Taking this notion to the next level, Murder In The Graveyard: A Murder Village Improvised Whodunnit invites punters to be an integral part of the overall experience as well.
Prior to each performance, we are asked to choose:
- The Murderer
- The Victim
- The Murder Weapon
- Important Clues
- The Mystery’s Title
On this premise alone, the group’s challenge is to build their act around these random plot points each night.
Drawing on Theatre Sports and television classics such as Father Brown, Miss Fisher’s Murder Mysteries, Miss Marple, Midsomer Murders, Murder She Wrote, and Only Murders In the Building for inspiration, our fascination is watching how the cast builds these ideas into every unfolding story. The hook being, no two shows or outcomes are identical.
Since the award-winning troupe’s commencement in 2016, this celebrated organisation has clearly done their homework.
Murder Village plays on hilariously clichéd character tropes such as the grizzled private eye, the overtly charming vicar, the gossip-mongering barmaid, the sexually frustrated librarian, the title-conscious snob, and the menacing town loner.
Running for 60 minutes, Saturday evening’s show introduced us to the townsfolk, ways they interacted with one another, possible motives, the murder itself, and how the crime was solved.
Watching the expert team relish making dialogue up on the spot while keeping the intricate story on track is the definite high point of this experience. How they walk such a delicious, yet unique tightrope each time simply defies explanation.
The key to its success perhaps lies in the fact that members are gleaned from some of our best-loved companies such as The Big Hoo-Haa! Melbourne, Impro Melbourne and Impromptunes. On this occasion, players included Jason Geary, Kellie-Anne Kimber, Izaak Lior, David Massingham, Amy Moule, and Jenni Townsend.

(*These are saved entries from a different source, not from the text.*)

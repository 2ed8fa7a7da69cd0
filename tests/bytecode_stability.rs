//! Byte-exact checks on the compiled artifact: constant folding collapses
//! to a single `Constant` load, and `<`/`<=` canonicalize to the same
//! instructions as their `>`/`>=` operand-swapped forms (§4.4, §8).

use sluice::{compile, CompileOptions};

fn instructions(src: &str) -> Vec<u8> {
    compile(src, &CompileOptions::new()).unwrap().bytecode().instructions().to_vec()
}

#[test]
fn folded_literal_expression_compiles_to_one_constant_load() {
    // `Constant(idx16)` is one opcode byte + 2 operand bytes, followed by
    // `Halt`: four bytes total, regardless of how many literals and
    // operators made up the source expression.
    let bytes = instructions("1 + 2 * 3 - (4 / 2)");
    assert_eq!(bytes.len(), 4, "expected a single folded Constant + Halt, got {bytes:?}");
}

#[test]
fn less_than_canonicalizes_to_swapped_greater_than() {
    assert_eq!(instructions("a < b"), instructions("b > a"));
}

#[test]
fn less_equal_canonicalizes_to_swapped_greater_equal() {
    assert_eq!(instructions("a <= b"), instructions("b >= a"));
}

#[test]
fn non_literal_addition_is_not_folded() {
    // With a free variable involved, the compiler cannot fold at compile
    // time, so this must be longer than the folded four-byte form above.
    let bytes = instructions("a + 1");
    assert!(bytes.len() > 4, "expected unfolded bytecode, got {bytes:?}");
}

It should be noted that on-stage keyboard accompaniment added to the spooky tongue-in-cheek mood.
Doing much of the heavy lifting required, the Victorian Trades Hall situated on the city’s edge in Carlton is the ideal venue for this kind of journey. Long on baronial atmosphere, Solidarity Hall’s intimate space keeps proceedings up close and personal for everyone involved.
Playing until the festival’s conclusion on Sunday October 19, Murder In The Graveyard is definite bang for your buck and tailor-made for fans of Agatha Christie and the like.